Your objective:
Return, unaltered, every line from the beginning of the material below up to and including the one with "repository 7fa922eb512379df".

Data for review:
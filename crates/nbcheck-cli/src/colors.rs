//! Terminal color constants for CLI output.

pub const RESET: &str = "\x1b[0m";
pub const BOLD: &str = "\x1b[1m";
pub const DIM: &str = "\x1b[2m";
pub const GREEN: &str = "\x1b[32m";
pub const YELLOW: &str = "\x1b[33m";
pub const RED: &str = "\x1b[31m";
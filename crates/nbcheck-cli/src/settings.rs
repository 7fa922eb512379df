//! Command-line configuration flags.
//!
//! Configuration is layered: built-in defaults, then the `--config` file,
//! then the flags below. Only flags that were given override anything.

use std::path::PathBuf;

use clap::{Args, ValueEnum};
use nbcheck_core::{ExecutionMode, HarnessConfig, RenderFormat};

/// Rendered output format.
#[derive(Debug, Clone, Copy, ValueEnum)]
pub enum FormatArg {
    Html,
    Pdf,
    None,
}

impl From<FormatArg> for RenderFormat {
    fn from(arg: FormatArg) -> Self {
        match arg {
            FormatArg::Html => RenderFormat::Html,
            FormatArg::Pdf => RenderFormat::Pdf,
            FormatArg::None => RenderFormat::None,
        }
    }
}

/// Flags shared by every subcommand.
#[derive(Debug, Default, Args)]
pub struct Settings {
    /// Configuration file (TOML)
    #[arg(short, long)]
    pub config: Option<PathBuf>,

    /// Notebook to leave out (repeatable, matched literally)
    #[arg(long, value_name = "NOTEBOOK")]
    pub skip: Vec<PathBuf>,

    /// Run all notebooks in a single executor invocation
    #[arg(long)]
    pub batch: bool,

    /// Format of the rendered review copy
    #[arg(long, value_enum)]
    pub format: Option<FormatArg>,

    /// Jupyter kernel to execute with
    #[arg(long)]
    pub kernel: Option<String>,

    /// Per-notebook timeout in seconds
    #[arg(long, value_name = "SECS")]
    pub timeout: Option<u64>,

    /// Do not prepend the warning-collector cell
    #[arg(long)]
    pub no_warning_cell: bool,

    /// Do not turn Python warnings into errors
    #[arg(long)]
    pub allow_warnings: bool,

    /// Folder for the dated run log
    #[arg(long, value_name = "DIR")]
    pub log_dir: Option<PathBuf>,

    /// Folder for rendered notebooks
    #[arg(long, value_name = "DIR")]
    pub output_dir: Option<PathBuf>,

    /// Write working copies here instead of next to the notebooks
    #[arg(long, value_name = "DIR")]
    pub scratch_dir: Option<PathBuf>,

    /// Working directory for the executor and converters
    #[arg(long, value_name = "DIR")]
    pub work_dir: Option<PathBuf>,

    /// pytest executable
    #[arg(long, value_name = "PROGRAM")]
    pub pytest: Option<String>,

    /// jupyter executable
    #[arg(long, value_name = "PROGRAM")]
    pub jupyter: Option<String>,

    /// tectonic executable
    #[arg(long, value_name = "PROGRAM")]
    pub tectonic: Option<String>,
}

impl Settings {
    /// Build the harness configuration. Non-empty `roots` replace the
    /// configured ones.
    pub fn load(&self, roots: &[PathBuf]) -> nbcheck_core::Result<HarnessConfig> {
        let mut config = match &self.config {
            Some(path) => HarnessConfig::from_file(path)?,
            None => HarnessConfig::default(),
        };

        if !roots.is_empty() {
            config.roots = roots.to_vec();
        }
        config.skip.extend(self.skip.iter().cloned());
        if self.batch {
            config.execution_mode = ExecutionMode::Batch;
        }
        if let Some(format) = self.format {
            config.render_format = format.into();
        }
        if let Some(kernel) = &self.kernel {
            config.kernel = kernel.clone();
        }
        if let Some(timeout) = self.timeout {
            config.timeout_secs = timeout;
        }
        if self.no_warning_cell {
            config.inject_warning_collector = false;
        }
        if self.allow_warnings {
            config.warnings_as_errors = false;
        }
        if let Some(dir) = &self.log_dir {
            config.log_dir = dir.clone();
        }
        if let Some(dir) = &self.output_dir {
            config.output_dir = dir.clone();
        }
        if let Some(dir) = &self.scratch_dir {
            config.scratch_dir = Some(dir.clone());
        }
        if let Some(dir) = &self.work_dir {
            config.work_dir = Some(dir.clone());
        }
        if let Some(program) = &self.pytest {
            config.tools.pytest = program.clone();
        }
        if let Some(program) = &self.jupyter {
            config.tools.jupyter = program.clone();
        }
        if let Some(program) = &self.tectonic {
            config.tools.tectonic = program.clone();
        }

        Ok(config)
    }
}
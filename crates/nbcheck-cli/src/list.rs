//! List command: show what a run would process.

use std::path::PathBuf;

use nbcheck_core::{Exclusion, NotebookDiscoverer};

use crate::colors;
use crate::settings::Settings;

/// Print discovered and excluded notebooks.
pub fn execute(settings: &Settings, roots: &[PathBuf]) -> anyhow::Result<()> {
    let config = settings.load(roots)?;
    config.validate()?;

    let discovery = NotebookDiscoverer::new(&config).discover();

    for paths in &discovery.notebooks {
        println!("{}", paths.source.display());
    }
    for (path, reason) in &discovery.excluded {
        let why = match reason {
            Exclusion::Skipped => "skipped",
            Exclusion::Temporary => "working copy",
        };
        println!("{}{} ({}){}", colors::DIM, path.display(), why, colors::RESET);
    }

    for (path, message) in &discovery.problems {
        println!(
            "{}Cannot search {}: {}{}",
            colors::YELLOW,
            path.display(),
            message,
            colors::RESET
        );
    }

    println!(
        "\n{}{} notebook(s){}, {} excluded",
        colors::BOLD,
        discovery.notebooks.len(),
        colors::RESET,
        discovery.excluded.len()
    );
    Ok(())
}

Task output:
filename crates/nbcheck-cli/src/colors.rs
//! Terminal color constants for CLI output.

pub const RESET: &str = "\x1b[0m";
pub const BOLD: &str = "\x1b[1m";
pub const DIM: &str = "\x1b[2m";
pub const GREEN: &str = "\x1b[32m";
pub const YELLOW: &str = "\x1b[33m";
pub const RED: &str = "\x1b[31m";
filename crates/nbcheck-cli/src/settings.rs
repository 7fa922eb512379df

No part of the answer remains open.